Evolution of a Behavioral Character in a Sparrow Species

            Although the mutational study of behavioral characters was initiated by Seymour Benzer in the 1960’s, his study was concerned primarily with laboratory mutations of fruitflies and did not give much insight into the evolutionary mechanisms of behavioral characters in the wild. For this reason, many authors are now investigating this problem at the molecular level. Horton et al. (2014) recently published an interesting result with respect to the social behavior in the white-throated sparrow Zonotrichia albicollis.

In the white-throated sparrow there are two polymorphic phenotypes with respect to the color pattern of the head crown: (1) tan-striped (TS) and (2) white-striped (WS) (Fig. 1). The male WS phenotype is known to be more aggressive than the male TS with respect to territoriality and mate-finding. In song-birds, these behaviors are typically dependent on sex steroid during the breeding season. WS birds have higher plasma testosterone than the same sex TS birds. However, morph differences in behavior cannot be entirely explained by these hormones, because the differences persist even when plasma levels are experimentally equalized. Therefore, individual variation in steroid-dependent behavior may be better explained by neural sensitivity to the hormones, for example by variation in the distribution and abundance of steroid receptors (Horton et al., 2014).

  From Horton et al. (2014).

By the way, the WS and TS are associated with two inversion haplotypes of chromosome 2 (Thomas et al. 2008). That is, the genes controlling WS and TS are apparently located in the inverted segment of haplotypes ZAL2^m and ZAL2. However, because WS is dominant over TS and the frequency of ZAL2^m is relatively low, individuals can roughly be divided into two groups, WS (ZAL2^m/ZAL2,) and TS (ZAL2/ZAL2), genotype ZAL2^m/ZAL2^m, being practically absent. It has also been inferred that ZAL2^m was derived from ZAL2 about 2 million years ago by chromosomal inversion and therefore the polymorphism has existed for a long time. Note also that there is practically no recombination between two inverted chromosomes.

Horton et al. (2014) looked for steroid receptor genes in the inverted segment and found that the gene (ESR1) encoding estrogen receptor α (ERα) is located in the inverted segment and that the two proteins encoded by the ESR1 genes from the WS and TS phenotypes showed one amino acid difference but this difference did not affect the gene expression pattern appreciably. They then hypothesized that the phenotypic difference between WS and TS is caused by the difference in the gene regulatory region of the gene. In fact, when the binding sites of transcription factors in the cis-regulatory region upstream of the ESR1 gene were examined by a computer program, there was considerable difference between the WS and TS haplotypes (Fig. 2A).

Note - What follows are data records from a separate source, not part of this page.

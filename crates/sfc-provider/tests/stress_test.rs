//! Stress Test - concurrent path creation
//!
//! Run with: cargo test --package sfc-provider --test stress_test

use sfc_provider::prelude::*;
use sfc_test_utils::{build_chain_of, setup_test_provider};
use std::collections::BTreeSet;
use std::sync::Arc;
use std::time::Instant;

const PATHS: u32 = 200;

#[tokio::test(flavor = "multi_thread", worker_threads = 8)]
async fn concurrent_creations_get_distinct_ids() {
    let (_, provider) = setup_test_provider();
    let provider = Arc::new(provider);
    provider
        .put_chain(build_chain_of("C1", &["SF1", "SF2"], false))
        .await
        .unwrap();

    let start = Instant::now();
    let tasks: Vec<_> = (0..PATHS)
        .map(|i| {
            let provider = provider.clone();
            tokio::spawn(async move {
                provider
                    .create_path_from_chain("C1", &format!("P{i}"))
                    .await
            })
        })
        .collect();

    let mut ids = BTreeSet::new();
    for task in tasks {
        let created = task.await.unwrap().unwrap();
        assert!(ids.insert(created.forward.path_id.unwrap()), "duplicate path id");
    }
    println!("  {PATHS} paths created in {:.2?}", start.elapsed());

    // Serialized lowest-free allocation leaves no gaps
    assert_eq!(ids, (1..=PATHS).collect::<BTreeSet<_>>());
    assert_eq!(provider.read_all_paths().await.unwrap().len(), PATHS as usize);
}

#[tokio::test(flavor = "multi_thread", worker_threads = 8)]
async fn concurrent_symmetric_creations_keep_pairs_whole() {
    let (_, provider) = setup_test_provider();
    let provider = Arc::new(provider);
    provider
        .put_chain(build_chain_of("C1", &["SF1"], true))
        .await
        .unwrap();

    let tasks: Vec<_> = (0..50)
        .map(|i| {
            let provider = provider.clone();
            tokio::spawn(async move {
                provider
                    .create_path_from_chain("C1", &format!("P{i}"))
                    .await
            })
        })
        .collect();
    for task in tasks {
        assert!(task.await.unwrap().unwrap().reverse.is_some());
    }

    let paths = provider.read_all_paths().await.unwrap();
    assert_eq!(paths.len(), 100);
    let ids: BTreeSet<_> = paths.iter().filter_map(|p| p.path_id).collect();
    assert_eq!(ids.len(), 100);

    // Removing the function empties the table
    provider
        .delete_service_path_containing_function(&ServiceFunction::new("SF1"))
        .await
        .unwrap();
    assert!(provider.read_all_paths().await.unwrap().is_empty());
}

 From Horton et al. (2014).

However, to prove that this difference is indeed responsible for the behavioral difference, it was necessary to show that the expression level of the ESR1 gene is higher in haplotype ZAL2^m than in ZAL2. For this purpose, Horton et al. used several molecular techniques such as the luciferase reporter method with HeLa cells and radioimmunoassay. Their results showed that the expression level of the ESR1 gene is about 1.5 times higher in haplotype ZAL2^m than in ZAL2 (Fig. 2B,C).

This finding indicates that the difference in expression level of a single major gene generates a clear phenotypic difference, which in turn affects an important behavioral character. At the present time, this type of data is rare, but it is possible that many behavioral characters are controlled by similar molecular mechanisms, and it is desirable that more studies will be conducted in the future. In practice, behavioral characters are generally controlled by many genes, and eventually we may be able to understand the molecular basis of the characters. Yet, the basic principle of gene expression could be simpler than our intuition suggests as in the case of the above example. In their “significance” statement, Horton et al. write:

In this series of studies, we provide a rare illustration of how a chromosomal polymorphism has affected overt social behavior in a vertebrate. White-throated sparrows occur in two alternative phenotypes, or morphs, distinguished by a chromosomal rearrangement. That the morphs differ in territorial and parental behavior has been known for decades, but how the rearrangement affects behavior is not understood. Here we show that genetic differentiation between the morphs affects the transcription of a gene well known to be involved in social behavior. We then show that in a free-living population, the neural expression of this gene predicts both territorial and parental behavior. We hypothesize that this mechanism has played a causal role in the evolution of alternative life-history strategies.